I preface this post with what Fred Wilson talked about his latest post - to steer away from doing a startup that replicates a framework or model, but in a different industry, for example an Uber for dogs, or an Airbnb for cats. The implicit reason why this is a bad idea is that it fixates the startup in executing a business model, when the startup should be executing a solution. That being said, frameworks are useful tools in analyzing other things - like whether the timing is ripe for a startup to take on an industry.
Over the weekend I encountered the startup Tuft and Needle, a Warby Parker for mattresses. I'm not looking to buy mattresses, but the company made me do one of those "why didn't I think of that!" reactions. I sleep on a mattress every night (mostly), but it was the last industry I had thought of for disruption.
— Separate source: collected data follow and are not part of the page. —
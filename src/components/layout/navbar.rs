//! Top navigation bar. Reads the session context to render the anonymous or
//! authenticated chrome and is the only place besides the login screen that
//! mutates the session: signing out clears the triple and its persisted
//! mirror, then returns home.

use crate::features::session::state::use_session;
use crate::routes::paths;
use leptos::prelude::*;
use leptos_router::components::A;

/// Greeting shown for an authenticated user, derived from the email local part.
fn greeting(email: &str) -> String {
    let local = email.split('@').next().unwrap_or(email);
    format!("Hi, {local}")
}

#[component]
pub fn Navbar() -> impl IntoView {
    let session = use_session();
    let (menu_open, set_menu_open) = signal(false);

    let is_authenticated = session.is_authenticated;
    let is_admin = session.is_admin;
    let email = Signal::derive(move || {
        session
            .session
            .get()
            .map(|current| current.email)
            .unwrap_or_default()
    });
    let role = Signal::derive(move || {
        session
            .session
            .get()
            .map(|current| current.role)
            .unwrap_or_default()
    });

    let on_logout = move |_| {
        session.clear_user();
        set_menu_open.set(false);
        if let Some(window) = web_sys::window() {
            let _ = window.location().set_href(paths::HOME);
        }
    };

    view! {
        <nav class="bg-white border-b border-gray-200 dark:bg-gray-900 dark:border-gray-700">
            <div class="max-w-screen-xl flex items-center justify-between mx-auto p-4">
                <A
                    href=paths::HOME
                    {..}
                    class="text-xl font-bold text-blue-700 dark:text-blue-400"
                    on:click=move |_| set_menu_open.set(false)
                >
                    "AuthSystem"
                </A>
                <div class="flex items-center space-x-4">
                    <Show
                        when=move || is_authenticated.get()
                        fallback=move || {
                            view! {
                                <A
                                    href=paths::LOGIN
                                    {..}
                                    class="py-2 px-3 text-sm font-medium text-gray-900 rounded-lg hover:bg-gray-100 dark:text-white dark:hover:bg-gray-700"
                                >
                                    "Sign in"
                                </A>
                                <A
                                    href=paths::REGISTER
                                    {..}
                                    class="py-2 px-3 text-sm font-medium text-white bg-blue-700 rounded-lg hover:bg-blue-800 dark:bg-blue-600 dark:hover:bg-blue-700"
                                >
                                    "Sign up"
                                </A>
                            }
                        }
                    >
                        <div class="relative">
                            <button
                                type="button"
                                class="flex items-center py-2 px-3 text-sm font-medium text-white bg-blue-700 rounded-lg hover:bg-blue-800 dark:bg-blue-600 dark:hover:bg-blue-700"
                                aria-expanded=move || menu_open.get().to_string()
                                on:click=move |_| set_menu_open.update(|open| *open = !*open)
                            >
                                {move || greeting(&email.get())}
                                <span class="material-symbols-outlined ml-1 text-base">
                                    "expand_more"
                                </span>
                            </button>
                            <div
                                class="absolute right-0 mt-2 w-56 rounded-lg border border-gray-200 bg-white shadow-lg dark:border-gray-700 dark:bg-gray-800 z-10"
                                class:hidden=move || !menu_open.get()
                            >
                                <div class="px-4 py-2 border-b border-gray-100 dark:border-gray-700">
                                    <p class="text-sm font-medium text-gray-700 dark:text-gray-300">
                                        {move || email.get()}
                                    </p>
                                    <p class="text-xs text-gray-500 dark:text-gray-400">
                                        {move || format!("Role: {}", role.get())}
                                    </p>
                                </div>
                                <Show when=move || is_admin.get() fallback=|| ()>
                                    <A
                                        href=paths::REGISTER
                                        {..}
                                        class="block px-4 py-2 text-sm text-gray-700 hover:bg-gray-100 dark:text-gray-300 dark:hover:bg-gray-700"
                                        on:click=move |_| set_menu_open.set(false)
                                    >
                                        "Register user"
                                    </A>
                                </Show>
                                <A
                                    href=paths::HOME
                                    {..}
                                    class="block px-4 py-2 text-sm text-gray-700 hover:bg-gray-100 dark:text-gray-300 dark:hover:bg-gray-700"
                                    on:click=move |_| set_menu_open.set(false)
                                >
                                    "My profile"
                                </A>
                                <A
                                    href=paths::HOME
                                    {..}
                                    class="block px-4 py-2 text-sm text-gray-700 hover:bg-gray-100 dark:text-gray-300 dark:hover:bg-gray-700"
                                    on:click=move |_| set_menu_open.set(false)
                                >
                                    "Dashboard"
                                </A>
                                <button
                                    type="button"
                                    class="block w-full text-left px-4 py-2 text-sm text-red-600 hover:bg-gray-100 dark:text-red-400 dark:hover:bg-gray-700"
                                    on:click=on_logout
                                >
                                    "Sign out"
                                </button>
                            </div>
                        </div>
                    </Show>
                </div>
            </div>
        </nav>
    }
}
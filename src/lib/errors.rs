//! Error types shared by the HTTP helpers and the screens, plus the explicit
//! schema for backend failure payloads. Screens surface exactly one message
//! per failed attempt; everything unrecognized falls back to a generic string.

use serde::Deserialize;
use std::fmt;

/// Fallback shown when a failure body carries no usable message.
pub const GENERIC_ERROR_MESSAGE: &str = "Something went wrong. Please try again.";

#[derive(Clone, Debug)]
pub enum AppError {
    Config(String),
    Network(String),
    Timeout(String),
    Http { status: u16, message: String },
    Parse(String),
    Serialization(String),
}

impl AppError {
    /// Returns the message a screen should show the user.
    /// HTTP failures already carry the extracted backend message.
    pub fn user_message(&self) -> String {
        match self {
            AppError::Config(message)
            | AppError::Network(message)
            | AppError::Timeout(message)
            | AppError::Http { message, .. } => message.clone(),
            AppError::Parse(_) | AppError::Serialization(_) => GENERIC_ERROR_MESSAGE.to_string(),
        }
    }
}

impl fmt::Display for AppError {
    fn fmt(&self, formatter: &mut fmt::Formatter<'_>) -> fmt::Result {
        match self {
            AppError::Config(message) => write!(formatter, "Config error: {message}"),
            AppError::Network(message) => write!(formatter, "Network error: {message}"),
            AppError::Timeout(message) => write!(formatter, "Timeout: {message}"),
            AppError::Http { status, message } => {
                write!(formatter, "Request failed ({status}): {message}")
            }
            AppError::Parse(message) => write!(formatter, "Response error: {message}"),
            AppError::Serialization(message) => {
                write!(formatter, "Request error: {message}")
            }
        }
    }
}

impl std::error::Error for AppError {}

/// Failure payload shape expected from the backend. Anything that does not
/// parse against this schema is treated as message-less.
#[derive(Debug, Deserialize)]
pub struct ErrorResponse {
    pub message: Option<String>,
}

/// Extracts the user-facing message from a failure body, falling back to
/// [`GENERIC_ERROR_MESSAGE`] when the body is empty, unparseable, or carries
/// no message field.
pub fn error_message_from_body(body: &str) -> String {
    serde_json::from_str::<ErrorResponse>(body)
        .ok()
        .and_then(|response| response.message)
        .map(|message| message.trim().to_string())
        .filter(|message| !message.is_empty())
        .unwrap_or_else(|| GENERIC_ERROR_MESSAGE.to_string())
}

#[cfg(test)]
mod tests {
    use super::{AppError, GENERIC_ERROR_MESSAGE, error_message_from_body};

    #[test]
    fn extracts_backend_message() {
        let body = r#"{"message":"Email already registered"}"#;
        assert_eq!(error_message_from_body(body), "Email already registered");
    }

    #[test]
    fn trims_backend_message() {
        let body = r#"{"message":"  token expired  "}"#;
        assert_eq!(error_message_from_body(body), "token expired");
    }

    #[test]
    fn falls_back_on_missing_message() {
        assert_eq!(
            error_message_from_body(r#"{"statusCode":500}"#),
            GENERIC_ERROR_MESSAGE
        );
        assert_eq!(
            error_message_from_body(r#"{"message":""}"#),
            GENERIC_ERROR_MESSAGE
        );
        assert_eq!(
            error_message_from_body(r#"{"message":null}"#),
            GENERIC_ERROR_MESSAGE
        );
    }

    #[test]
    fn falls_back_on_unparseable_body() {
        assert_eq!(error_message_from_body(""), GENERIC_ERROR_MESSAGE);
        assert_eq!(
            error_message_from_body("<html>502 Bad Gateway</html>"),
            GENERIC_ERROR_MESSAGE
        );
    }

    #[test]
    fn user_message_prefers_http_payload_message() {
        let err = AppError::Http {
            status: 409,
            message: "Email already registered".to_string(),
        };
        assert_eq!(err.user_message(), "Email already registered");

        let err = AppError::Parse("bad json".to_string());
        assert_eq!(err.user_message(), GENERIC_ERROR_MESSAGE);
    }
}
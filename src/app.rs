use crate::features::session::state::SessionProvider;
use crate::routes::AppRoutes;
use leptos::prelude::*;
use leptos_router::components::Router;

#[component]
pub fn App() -> impl IntoView {
    view! {
        <SessionProvider>
            <Router>
                <AppRoutes />
            </Router>
        </SessionProvider>
    }
}
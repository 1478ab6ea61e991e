// Only the browser-bound modules are wasm-gated; the remaining modules also
// compile on the host target so their unit tests run under plain `cargo test`.
#[cfg(target_arch = "wasm32")]
mod app;
#[cfg_attr(not(target_arch = "wasm32"), allow(dead_code, unused_imports))]
#[path = "lib/mod.rs"]
mod app_lib;
#[cfg(target_arch = "wasm32")]
mod components;
#[cfg_attr(not(target_arch = "wasm32"), allow(dead_code, unused_imports))]
mod features;
#[cfg(target_arch = "wasm32")]
mod routes;

#[cfg(target_arch = "wasm32")]
use crate::app::App;
#[cfg(target_arch = "wasm32")]
use leptos::prelude::mount_to_body;
#[cfg(target_arch = "wasm32")]
pub fn main() {
    mount_to_body(App);
}

#[cfg(not(target_arch = "wasm32"))]
pub fn main() {}
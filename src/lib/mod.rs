//! Shared frontend utilities for API access, configuration, errors, and build
//! metadata.
//!
//! ## Core Authentication Flows
//!
//! 1. **Login:** POST `/auth/login` with email and password; the success
//!    payload carries the user identity and a bearer token that hydrate the
//!    session store.
//! 2. **Registration:** POST `/users`; the user is prompted to verify their
//!    email before signing in.
//! 3. **Password recovery:** POST `/users/forgot-password` sends a reset link;
//!    the linked screen validates its token via
//!    `/users/validate-reset-token` before allowing
//!    `/users/reset-password`.
//!
//! Centralizing these helpers keeps network behavior consistent and avoids
//! duplicated logic in routes and features. These utilities do not handle
//! secrets directly, but callers must still avoid logging sensitive data.

#[cfg(target_arch = "wasm32")]
pub(crate) mod api;
pub(crate) mod build_info;
pub(crate) mod config;
pub(crate) mod errors;

#[cfg(target_arch = "wasm32")]
pub(crate) use api::{post_json_with_headers, post_json_with_headers_response};
pub(crate) use errors::AppError;
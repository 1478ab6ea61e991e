//! Durable-storage mirror of the session triple. One record lives under a
//! fixed localStorage key so a reload restores the session without
//! re-authenticating. Writes are best-effort: storage failures are ignored
//! and the in-memory state stays authoritative. A record missing any of the
//! three fields is treated as no session at all.

use crate::features::session::state::UserSession;
use serde::{Deserialize, Serialize};

/// Fixed durable-storage key for the persisted session record.
const STORAGE_KEY: &str = "authsystem_session";

/// On-disk shape of the session record. Cleared sessions are written with all
/// fields null rather than removing the entry.
#[derive(Debug, Serialize, Deserialize)]
struct StoredSession {
    email: Option<String>,
    role: Option<String>,
    token: Option<String>,
}

impl StoredSession {
    fn cleared() -> Self {
        Self {
            email: None,
            role: None,
            token: None,
        }
    }
}

impl From<&UserSession> for StoredSession {
    fn from(session: &UserSession) -> Self {
        Self {
            email: Some(session.email.clone()),
            role: Some(session.role.clone()),
            token: Some(session.token.clone()),
        }
    }
}

/// Restores the persisted session, if a complete one exists.
pub fn load() -> Option<UserSession> {
    read_item(STORAGE_KEY).and_then(|raw| parse_stored(&raw))
}

/// Mirrors the current session triple to durable storage.
pub fn save(session: &UserSession) {
    if let Ok(raw) = serde_json::to_string(&StoredSession::from(session)) {
        write_item(STORAGE_KEY, &raw);
    }
}

/// Mirrors the cleared state to durable storage.
pub fn clear() {
    if let Ok(raw) = serde_json::to_string(&StoredSession::cleared()) {
        write_item(STORAGE_KEY, &raw);
    }
}

/// Parses a raw record, accepting only a fully populated triple.
fn parse_stored(raw: &str) -> Option<UserSession> {
    let stored: StoredSession = serde_json::from_str(raw).ok()?;
    match (stored.email, stored.role, stored.token) {
        (Some(email), Some(role), Some(token)) => Some(UserSession { email, role, token }),
        _ => None,
    }
}

#[cfg(target_arch = "wasm32")]
fn read_item(key: &str) -> Option<String> {
    let storage = web_sys::window()?.local_storage().ok()??;
    storage.get_item(key).ok()?
}

#[cfg(not(target_arch = "wasm32"))]
fn read_item(_key: &str) -> Option<String> {
    None
}

#[cfg(target_arch = "wasm32")]
fn write_item(key: &str, value: &str) {
    if let Some(storage) = web_sys::window()
        .and_then(|window| window.local_storage().ok())
        .flatten()
    {
        let _ = storage.set_item(key, value);
    }
}

#[cfg(not(target_arch = "wasm32"))]
fn write_item(_key: &str, _value: &str) {}

#[cfg(test)]
mod tests {
    use super::{StoredSession, parse_stored};
    use crate::features::session::state::UserSession;

    #[test]
    fn parses_a_complete_record() {
        let raw = r#"{"email":"a@b.com","role":"admin","token":"T"}"#;
        assert_eq!(
            parse_stored(raw),
            Some(UserSession {
                email: "a@b.com".to_string(),
                role: "admin".to_string(),
                token: "T".to_string(),
            })
        );
    }

    #[test]
    fn rejects_partial_records() {
        assert_eq!(
            parse_stored(r#"{"email":"a@b.com","role":null,"token":"T"}"#),
            None
        );
        assert_eq!(
            parse_stored(r#"{"email":null,"role":null,"token":null}"#),
            None
        );
        assert_eq!(parse_stored(r#"{"email":"a@b.com"}"#), None);
    }

    #[test]
    fn rejects_unparseable_records() {
        assert_eq!(parse_stored(""), None);
        assert_eq!(parse_stored("not json"), None);
    }

    #[test]
    fn round_trips_a_session() {
        let session = UserSession {
            email: "a@b.com".to_string(),
            role: "customer".to_string(),
            token: "T".to_string(),
        };
        let raw = serde_json::to_string(&StoredSession::from(&session)).expect("serialize");

        assert_eq!(parse_stored(&raw), Some(session));
    }

    #[test]
    fn cleared_record_reads_back_as_no_session() {
        let raw = serde_json::to_string(&StoredSession::cleared()).expect("serialize");
        assert_eq!(parse_stored(&raw), None);
    }
}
How to be prevent being surprised again? Well, here's a framework I encountered that takes lessons from Warby Parker. Industries ripe for disruption possess:
- Oligopoly market structure
- Insane gross margins
- Opaque and misleading product naming
- Expensive distribution through unpleasant channels
One of the industries that come immediately to mind are luxury watches. In fact, a lot of the traditional luxury industries can fall under this framework as well.
I'd never advocate an entrepreneur build a business around this framework, but in combination with a strong passion about the industry and the understanding that timing is everything, this framework can be useful in thinking about certain businesses.